§ Data under study:
BEGIN

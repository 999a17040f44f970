use anyhow::{bail, Result};
use hashbrown::HashSet;
use log::debug;
use mapshuffle_game::util::{partition, set_index};
use mapshuffle_game::{FlagId, FlagKind, LocationId, Pos};

use crate::exits::Metalocations;
use crate::metalocation::Metalocation;
use crate::rom::{
    Entrance, Exit, LocationFlag, Pit, Rom, ALWAYS_TRUE, CALMED_ANGRY_SEA, SEAMLESS_ENTRANCE,
};

// Entrance coordinates past the last tile row belong to the screen below.
fn split_coord(pos: Pos, coord: u32) -> (Pos, u32) {
    if coord > 0xefff {
        (pos + 0x10, coord - 0x10000)
    } else {
        (pos, coord)
    }
}

/// Positions connected to an exit through open screen edges. Walls on other
/// screens can never be reached and need no flag.
fn reachable_screens(meta: &Metalocation, seamless: &HashSet<Pos>) -> HashSet<Pos> {
    let mut groups: Vec<Vec<Pos>> = vec![];
    for &pos in meta.all_pos() {
        if seamless.contains(&pos) {
            continue;
        }
        let scr = meta.get(pos);
        let below = pos + 16;
        let right = pos + 1;
        groups.push(vec![pos]);
        if !seamless.contains(&below) && scr.edge(2) != ' ' {
            groups.push(vec![pos, below]);
        }
        if !seamless.contains(&right) && scr.edge(3) != ' ' {
            groups.push(vec![pos, right]);
        }
    }
    let sets = partition(&groups);
    let index = set_index(&sets);
    let roots: HashSet<usize> = meta
        .exits()
        .into_iter()
        .filter_map(|(pos, _, _)| index.get(&pos).copied())
        .collect();
    meta.all_pos()
        .iter()
        .copied()
        .filter(|pos| index.get(pos).is_some_and(|i| roots.contains(i)))
        .collect()
}

impl<'a> Metalocations<'a> {
    /// Flushes the grid, exits, flags, and pits of location `id` into `rom`.
    ///
    /// Entrances are registered on destination locations as needed.
    pub fn write(&self, id: LocationId, rom: &mut Rom) -> Result<()> {
        let meta = self.meta(id)?;
        let mut exits: Vec<Exit> = vec![];
        let mut seamless: HashSet<Pos> = HashSet::new();
        for (src_pos, src_type, (dest_tile, dest_type)) in meta.exits() {
            let src_screen = meta.get(src_pos);
            let dest_id = dest_tile >> 8;
            let dest_screen = self.meta(dest_id)?.get(dest_tile & 0xff);
            let src_exit = src_screen.find_exit_by_type(src_type);
            let dest_exit = dest_screen.find_exit_by_type(dest_type);
            let (Some(src_exit), Some(dest_exit)) = (src_exit, dest_exit) else {
                bail!(
                    "Missing {} exit:\n  From: {} @ {:02x}:{} {}\n  To:   {} @ {:02x}:{} {}",
                    if src_exit.is_some() { "dest" } else { "source" },
                    rom.location(id)?,
                    src_pos,
                    src_type,
                    src_screen.name,
                    rom.location(dest_id)?,
                    dest_tile & 0xff,
                    dest_type,
                    dest_screen.name
                );
            };
            let entrance = if dest_exit.kind.is_seamless() {
                seamless.insert(src_pos);
                SEAMLESS_ENTRANCE
            } else {
                let (dest_pos, dest_coord) = split_coord(dest_tile & 0xff, dest_exit.entrance);
                rom.location_mut(dest_id)?
                    .find_or_add_entrance(dest_pos, dest_coord)?
            };
            for &tile in &src_exit.exits {
                // Tiles past the last row spill into the screen below.
                let (screen, tile) = if tile & 0xf0 == 0xf0 {
                    (src_pos + 0x10, tile & 0x0f)
                } else {
                    (src_pos, tile)
                };
                exits.push(Exit::of(screen, tile, dest_id, entrance));
            }
        }

        let reachable = reachable_screens(meta, &seamless);
        let mut free_flags: Vec<FlagId> = meta.free_flags.iter().copied().collect();
        free_flags.sort_unstable_by(|a, b| b.cmp(a));
        let mut flags: Vec<LocationFlag> = vec![];
        for &pos in meta.all_pos() {
            let scr = meta.get(pos);
            let flag = if scr.has_wall() && reachable.contains(&pos) {
                match free_flags.pop() {
                    Some(f) => Some(f),
                    None => Some(rom.flags.alloc(0x200)?),
                }
            } else {
                match scr.flag() {
                    Some(FlagKind::Always) => Some(ALWAYS_TRUE),
                    Some(FlagKind::Calm) => Some(CALMED_ANGRY_SEA),
                    Some(FlagKind::CustomFalse) => meta.custom_flags.get(&pos).copied(),
                    Some(FlagKind::CustomTrue) => {
                        Some(meta.custom_flags.get(&pos).copied().unwrap_or(ALWAYS_TRUE))
                    }
                    None => None,
                }
            };
            if let Some(flag) = flag {
                flags.push(LocationFlag::of(pos, flag)?);
            }
        }

        let mut pits: Vec<Pit> = meta
            .pits()
            .iter()
            .map(|(&from, &to)| Pit {
                from_screen: from as u8,
                to_screen: (to & 0xff) as u8,
                dest: (to >> 8) as u8,
            })
            .collect();
        pits.sort_by_key(|p| p.from_screen);

        let location = rom.location_mut(id)?;
        location.exits = exits;
        location.width = meta.width();
        location.height = meta.height();
        location.screens = (0..meta.height())
            .map(|y| {
                (0..meta.width())
                    .map(|x| meta.get(y << 4 | x).sid().raw().unwrap_or(0))
                    .collect()
            })
            .collect();
        location.tileset = meta.tileset.tileset_id;
        location.tile_effects = meta.tileset.effects();
        location.flags = flags;
        location.pits = pits;
        debug!(
            "Wrote {}: {} exits, {} flags",
            location,
            location.exits.len(),
            location.flags.len()
        );
        Ok(())
    }

    /// Points entrance 0 of location `id` back at the exit it originally sat on.
    pub fn write_entrance0(&self, id: LocationId, rom: &mut Rom) -> Result<()> {
        let meta = self.meta(id)?;
        let Some(kind) = meta.entrance0() else {
            return Ok(());
        };
        for (pos, t, _) in meta.exits() {
            if t != kind {
                continue;
            }
            let Some(exit) = meta.get(pos).find_exit_by_type(kind) else {
                continue;
            };
            let (screen, coord) = split_coord(pos, exit.entrance);
            let entrance = Entrance::of(screen, coord);
            let location = rom.location_mut(id)?;
            match location.entrances.first_mut() {
                Some(e) => *e = entrance,
                None => location.entrances.push(entrance),
            }
            return Ok(());
        }
        Ok(())
    }

    /// Writes every location, then restores their entrance 0.
    pub fn write_all(&self, rom: &mut Rom) -> Result<()> {
        for id in self.ids() {
            self.write(id, rom)?;
        }
        for id in self.ids() {
            self.write_entrance0(id, rom)?;
        }
        Ok(())
    }
}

END

§ What to work on: Would you please give all of the records again exactly as they stand?

§ Task output:
repository 999a17040f44f970
use anyhow::{bail, Result};
use hashbrown::HashSet;
use log::debug;
use mapshuffle_game::util::{partition, set_index};
use mapshuffle_game::{FlagId, FlagKind, LocationId, Pos};

use crate::exits::Metalocations;
use crate::metalocation::Metalocation;
use crate::rom::{
    Entrance, Exit, LocationFlag, Pit, Rom, ALWAYS_TRUE, CALMED_ANGRY_SEA, SEAMLESS_ENTRANCE,
};

// Entrance coordinates past the last tile row belong to the screen below.
fn split_coord(pos: Pos, coord: u32) -> (Pos, u32) {
    if coord > 0xefff {
        (pos + 0x10, coord - 0x10000)
    } else {
        (pos, coord)
    }
}

/// Positions connected to an exit through open screen edges. Walls on other
/// screens can never be reached and need no flag.
fn reachable_screens(meta: &Metalocation, seamless: &HashSet<Pos>) -> HashSet<Pos> {
    let mut groups: Vec<Vec<Pos>> = vec![];
    for &pos in meta.all_pos() {
        if seamless.contains(&pos) {
            continue;
        }
        let scr = meta.get(pos);
        let below = pos + 16;
        let right = pos + 1;
        groups.push(vec![pos]);
        if !seamless.contains(&below) && scr.edge(2) != ' ' {
            groups.push(vec![pos, below]);
        }
        if !seamless.contains(&right) && scr.edge(3) != ' ' {
            groups.push(vec![pos, right]);
        }
    }
    let sets = partition(&groups);
    let index = set_index(&sets);
    let roots: HashSet<usize> = meta
        .exits()
        .into_iter()
        .filter_map(|(pos, _, _)| index.get(&pos).copied())
        .collect();
    meta.all_pos()
        .iter()
        .copied()
        .filter(|pos| index.get(pos).is_some_and(|i| roots.contains(i)))
        .collect()
}

impl<'a> Metalocations<'a> {
    /// Flushes the grid, exits, flags, and pits of location `id` into `rom`.
    ///
    /// Entrances are registered on destination locations as needed.
    pub fn write(&self, id: LocationId, rom: &mut Rom) -> Result<()> {
        let meta = self.meta(id)?;
        let mut exits: Vec<Exit> = vec![];
        let mut seamless: HashSet<Pos> = HashSet::new();
        for (src_pos, src_type, (dest_tile, dest_type)) in meta.exits() {
            let src_screen = meta.get(src_pos);
            let dest_id = dest_tile >> 8;
            let dest_screen = self.meta(dest_id)?.get(dest_tile & 0xff);
            let src_exit = src_screen.find_exit_by_type(src_type);
            let dest_exit = dest_screen.find_exit_by_type(dest_type);
            let (Some(src_exit), Some(dest_exit)) = (src_exit, dest_exit) else {
                bail!(
                    "Missing {} exit:\n  From: {} @ {:02x}:{} {}\n  To:   {} @ {:02x}:{} {}",
                    if src_exit.is_some() { "dest" } else { "source" },
                    rom.location(id)?,
                    src_pos,
                    src_type,
                    src_screen.name,
                    rom.location(dest_id)?,
                    dest_tile & 0xff,
                    dest_type,
                    dest_screen.name
                );
            };
            let entrance = if dest_exit.kind.is_seamless() {
                seamless.insert(src_pos);
                SEAMLESS_ENTRANCE
            } else {
                let (dest_pos, dest_coord) = split_coord(dest_tile & 0xff, dest_exit.entrance);
                rom.location_mut(dest_id)?
                    .find_or_add_entrance(dest_pos, dest_coord)?
            };
            for &tile in &src_exit.exits {
                // Tiles past the last row spill into the screen below.
                let (screen, tile) = if tile & 0xf0 == 0xf0 {
                    (src_pos + 0x10, tile & 0x0f)
                } else {
                    (src_pos, tile)
                };
                exits.push(Exit::of(screen, tile, dest_id, entrance));
            }
        }

        let reachable = reachable_screens(meta, &seamless);
        let mut free_flags: Vec<FlagId> = meta.free_flags.iter().copied().collect();
        free_flags.sort_unstable_by(|a, b| b.cmp(a));
        let mut flags: Vec<LocationFlag> = vec![];
        for &pos in meta.all_pos() {
            let scr = meta.get(pos);
            let flag = if scr.has_wall() && reachable.contains(&pos) {
                match free_flags.pop() {
                    Some(f) => Some(f),
                    None => Some(rom.flags.alloc(0x200)?),
                }
            } else {
                match scr.flag() {
                    Some(FlagKind::Always) => Some(ALWAYS_TRUE),
                    Some(FlagKind::Calm) => Some(CALMED_ANGRY_SEA),
                    Some(FlagKind::CustomFalse) => meta.custom_flags.get(&pos).copied(),
                    Some(FlagKind::CustomTrue) => {
                        Some(meta.custom_flags.get(&pos).copied().unwrap_or(ALWAYS_TRUE))
                    }
                    None => None,
                }
            };
            if let Some(flag) = flag {
                flags.push(LocationFlag::of(pos, flag)?);
            }
        }

        let mut pits: Vec<Pit> = meta
            .pits()
            .iter()
            .map(|(&from, &to)| Pit {
                from_screen: from as u8,
                to_screen: (to & 0xff) as u8,
                dest: (to >> 8) as u8,
            })
            .collect();
        pits.sort_by_key(|p| p.from_screen);

        let location = rom.location_mut(id)?;
        location.exits = exits;
        location.width = meta.width();
        location.height = meta.height();
        location.screens = (0..meta.height())
            .map(|y| {
                (0..meta.width())
                    .map(|x| meta.get(y << 4 | x).sid().raw().unwrap_or(0))
                    .collect()
            })
            .collect();
        location.tileset = meta.tileset.tileset_id;
        location.tile_effects = meta.tileset.effects();
        location.flags = flags;
        location.pits = pits;
        debug!(
            "Wrote {}: {} exits, {} flags",
            location,
            location.exits.len(),
            location.flags.len()
        );
        Ok(())
    }

    /// Points entrance 0 of location `id` back at the exit it originally sat on.
    pub fn write_entrance0(&self, id: LocationId, rom: &mut Rom) -> Result<()> {
        let meta = self.meta(id)?;
        let Some(kind) = meta.entrance0() else {
            return Ok(());
        };
        for (pos, t, _) in meta.exits() {
            if t != kind {
                continue;
            }
            let Some(exit) = meta.get(pos).find_exit_by_type(kind) else {
                continue;
            };
            let (screen, coord) = split_coord(pos, exit.entrance);
            let entrance = Entrance::of(screen, coord);
            let location = rom.location_mut(id)?;
            match location.entrances.first_mut() {
                Some(e) => *e = entrance,
                None => location.entrances.push(entrance),
            }
            return Ok(());
        }
        Ok(())
    }

    /// Writes every location, then restores their entrance 0.
    pub fn write_all(&self, rom: &mut Rom) -> Result<()> {
        for id in self.ids() {
            self.write(id, rom)?;
        }
        for id in self.ids() {
            self.write_entrance0(id, rom)?;
        }
        Ok(())
    }
}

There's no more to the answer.